**EXERCISE OBJECTIVE**
For the records that follow, say how many lines have the word "BlockOffsetMismatch" in them. Write the number and nothing more.

**RECORDS SHOWN**
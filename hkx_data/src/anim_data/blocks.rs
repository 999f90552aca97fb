//! The predictive block codec.
//!
//! Animation samples are quantized to 14 bit signed integers and compressed in
//! tiles of 16 channels by 16 frames. Each channel is delta transformed three
//! times and split into two 8 frame segments. Segments pack sample pairs with
//! a shared minimal bit width, and consecutive blocks in a clip overlap by one
//! frame so the delta prediction can restart from a known sample.

use bitvec::prelude::*;
use log::warn;
use modular_bitfield::prelude::*;
use thiserror::Error;

use super::bitutils::{sign_extend, BitWindow, BitWriter};

pub const BLOCK_CHANNELS: usize = 16;
pub const BLOCK_FRAMES: usize = 16;

/// Samples are coded as 14 bit two's complement.
pub const MIN_SAMPLE: i16 = -(1 << 13);
pub const MAX_SAMPLE: i16 = (1 << 13) - 1;

/// 16 header bytes plus 16 bytes per channel per segment at the widest packing.
pub const MAX_COMPRESSED_BLOCK_SIZE: usize = 272;

const DELTA_PASSES: usize = 3;
const SEGMENT_FRAMES: usize = 8;

/// Errors while encoding or decoding compressed sample blocks.
#[derive(Debug, Error)]
pub enum BlockError {
    #[error("frame count {frame_count} is outside the range 1..=16")]
    FrameCountOutOfRange { frame_count: usize },

    #[error("channel count {channel_count} is outside the range 1..=16")]
    ChannelCountOutOfRange { channel_count: usize },

    #[error("compressed data of length {len} is too short for a block at offset {offset}")]
    DataTooShort { len: usize, offset: usize },

    /// The bytes consumed by a block row disagree with the block offset table.
    #[error("block {block} ended at byte {actual} but the offset table expects {expected}")]
    BlockOffsetMismatch {
        block: usize,
        expected: usize,
        actual: usize,
    },
}

/// Controls how multi block stitching treats an offset table entry that
/// disagrees with the bytes actually consumed.
#[derive(Debug, Clone, Copy, PartialEq, Eq)]
pub enum StitchMode {
    /// Fail with [BlockError::BlockOffsetMismatch].
    Strict,
    /// Log a warning and trust the per channel header walk.
    Lenient,
}

/// A 16 channel by 16 frame tile of signed samples.
#[derive(Debug, Clone, PartialEq, Eq)]
pub struct SampleBlock {
    /// Indexed by `[channel][frame]`.
    pub samples: [[i16; BLOCK_FRAMES]; BLOCK_CHANNELS],
}

impl Default for SampleBlock {
    fn default() -> Self {
        Self {
            samples: [[0; BLOCK_FRAMES]; BLOCK_CHANNELS],
        }
    }
}

impl SampleBlock {
    pub fn new() -> Self {
        Self::default()
    }
}

// One header byte per channel. The stored nibbles are segment byte lengths
// minus one, so lengths cover 1..=16.
#[bitfield(bits = 8)]
#[derive(Debug, Clone, Copy, PartialEq, Eq)]
pub struct ChannelSizes {
    pub second_segment: B4,
    pub first_segment: B4,
}

impl ChannelSizes {
    fn from_lengths(first: usize, second: usize) -> Self {
        ChannelSizes::new()
            .with_first_segment((first - 1) as u8)
            .with_second_segment((second - 1) as u8)
    }

    fn lengths(byte: u8) -> (usize, usize) {
        let sizes = ChannelSizes::from_bytes([byte]);
        (
            sizes.first_segment() as usize + 1,
            sizes.second_segment() as usize + 1,
        )
    }

    fn to_byte(self) -> u8 {
        self.into_bytes()[0]
    }
}

fn check_counts(frame_count: usize, channel_count: usize) -> Result<(), BlockError> {
    if frame_count < 1 || frame_count > BLOCK_FRAMES {
        return Err(BlockError::FrameCountOutOfRange { frame_count });
    }
    if channel_count < 1 || channel_count > BLOCK_CHANNELS {
        return Err(BlockError::ChannelCountOutOfRange { channel_count });
    }
    Ok(())
}

/// Encodes a block of animation samples.
///
/// Only the first `channel_count` channels are coded. Channels past the count
/// still occupy a header byte and two placeholder segments so the block shape
/// stays fixed.
pub fn encode_block(
    block: &SampleBlock,
    frame_count: usize,
    channel_count: usize,
) -> Result<Vec<u8>, BlockError> {
    check_counts(frame_count, channel_count)?;

    let mut channels = block.samples;
    for channel in channels.iter_mut().take(channel_count) {
        delta_encode(channel);
    }

    let mut output = Vec::with_capacity(MAX_COMPRESSED_BLOCK_SIZE);
    output.extend_from_slice(&[0u8; BLOCK_CHANNELS]);

    let mut sizes = [0u8; BLOCK_CHANNELS];
    for (channel, samples) in channels.iter().enumerate().take(channel_count) {
        sizes[channel] = encode_channel(samples, frame_count, &mut output);
    }

    // Placeholder channels: a single zero byte for each segment.
    for size in sizes.iter_mut().skip(channel_count) {
        *size = ChannelSizes::from_lengths(1, 1).to_byte();
        output.push(0);
        output.push(0);
    }

    output[..BLOCK_CHANNELS].copy_from_slice(&sizes);
    Ok(output)
}

// The delta transform operates on samples shifted up by two so that repeated
// differences wrap in 16 bits exactly like the original runtime.
fn delta_encode(samples: &mut [i16; BLOCK_FRAMES]) {
    for sample in samples.iter_mut() {
        *sample = sample.wrapping_shl(2);
    }

    for _ in 0..DELTA_PASSES {
        for i in (1..BLOCK_FRAMES).rev() {
            samples[i] = samples[i].wrapping_sub(samples[i - 1]);
        }
    }

    for sample in samples.iter_mut() {
        *sample >>= 2;
    }
}

fn encode_channel(samples: &[i16; BLOCK_FRAMES], frame_count: usize, output: &mut Vec<u8>) -> u8 {
    let first = encode_segment(samples, 0, frame_count.min(SEGMENT_FRAMES), output);

    let second = if frame_count > SEGMENT_FRAMES {
        encode_segment(samples, SEGMENT_FRAMES, frame_count - SEGMENT_FRAMES, output)
    } else {
        output.push(0);
        1
    };

    ChannelSizes::from_lengths(first, second).to_byte()
}

// Packs up to 8 delta samples as 4 pairs of (4 bit width, two width bit
// values), little endian first, then reverses the bytes so the segment is
// stored most significant first. Returns the segment's byte length.
fn encode_segment(
    samples: &[i16; BLOCK_FRAMES],
    offset: usize,
    count: usize,
    output: &mut Vec<u8>,
) -> usize {
    let mut bits = BitVec::<u8, Lsb0>::new();
    bits.resize(128, false);
    let mut writer = BitWriter::new(bits);

    // An odd final sample is paired with the next raw sample, or zero past
    // the end of the block.
    let pair_count = (count + 1) / 2;
    for pair in 0..pair_count {
        let index = offset + pair * 2;
        let first = samples[index];
        let second = if index + 1 < BLOCK_FRAMES {
            samples[index + 1]
        } else {
            0
        };

        let width = find_width(first, second);
        writer.write(width as u32, 4);
        writer.write(first as u16 as u32 & bit_mask(width), width);
        writer.write(second as u16 as u32 & bit_mask(width), width);
    }

    let byte_count = (writer.bits_written() + 7) / 8;
    let bytes = writer.into_bytes();
    output.extend(bytes[..byte_count].iter().rev());
    byte_count
}

/// Returns the minimal width in 0..=14 so that both values fit in width bit
/// two's complement. A width of zero means both values are zero.
pub fn find_width(first: i16, second: i16) -> usize {
    (0..=14)
        .find(|&width| fits_in(first, width) && fits_in(second, width))
        .unwrap_or(14)
}

fn fits_in(value: i16, bit_len: usize) -> bool {
    if bit_len == 0 {
        return value == 0;
    }
    let shifted = (value as i32) >> (bit_len - 1);
    shifted == 0 || shifted == -1
}

fn bit_mask(bits: usize) -> u32 {
    if bits == 0 {
        0
    } else {
        (1u32 << bits) - 1
    }
}

/// Decodes one compressed block starting at `start_offset`.
///
/// Returns the decoded block and the end position of the consumed bytes.
/// Only the first `frame_count` samples of each of the first `channel_count`
/// channels are reconstructed.
pub fn decode_block(
    data: &[u8],
    start_offset: usize,
    channel_count: usize,
    frame_count: usize,
) -> Result<(SampleBlock, usize), BlockError> {
    check_counts(frame_count, channel_count)?;

    if start_offset + BLOCK_CHANNELS > data.len() {
        return Err(BlockError::DataTooShort {
            len: data.len(),
            offset: start_offset,
        });
    }

    let mut block = SampleBlock::new();
    let mut position = start_offset + BLOCK_CHANNELS;

    for channel in 0..channel_count {
        let (first, second) = ChannelSizes::lengths(data[start_offset + channel]);

        decode_segment(data, position + first, &mut block.samples[channel], 0);
        position += first;

        decode_segment(data, position + second, &mut block.samples[channel], SEGMENT_FRAMES);
        position += second;

        delta_decode(&mut block.samples[channel], frame_count);
    }

    Ok((block, position))
}

// Decodes 8 samples from the bit window ending at `end`. The decoded deltas
// stay shifted up by two until the cumulative sums run.
fn decode_segment(data: &[u8], end: usize, samples: &mut [i16; BLOCK_FRAMES], offset: usize) {
    let mut window = BitWindow::load(data, end);

    let mut index = offset;
    for _ in 0..SEGMENT_FRAMES / 2 {
        let width = window.take(4) as usize;

        let first = sign_extend(window.take(width), width);
        samples[index] = (first as i16).wrapping_shl(2);
        index += 1;

        let second = sign_extend(window.take(width), width);
        samples[index] = (second as i16).wrapping_shl(2);
        index += 1;
    }
}

fn delta_decode(samples: &mut [i16; BLOCK_FRAMES], frame_count: usize) {
    for _ in 0..DELTA_PASSES {
        let mut sum = 0i16;
        for sample in samples.iter_mut().take(frame_count) {
            sum = sum.wrapping_add(*sample);
            *sample = sum;
        }
    }

    for sample in samples.iter_mut().take(frame_count) {
        *sample >>= 2;
    }
}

**EXERCISE RESPONSE**
2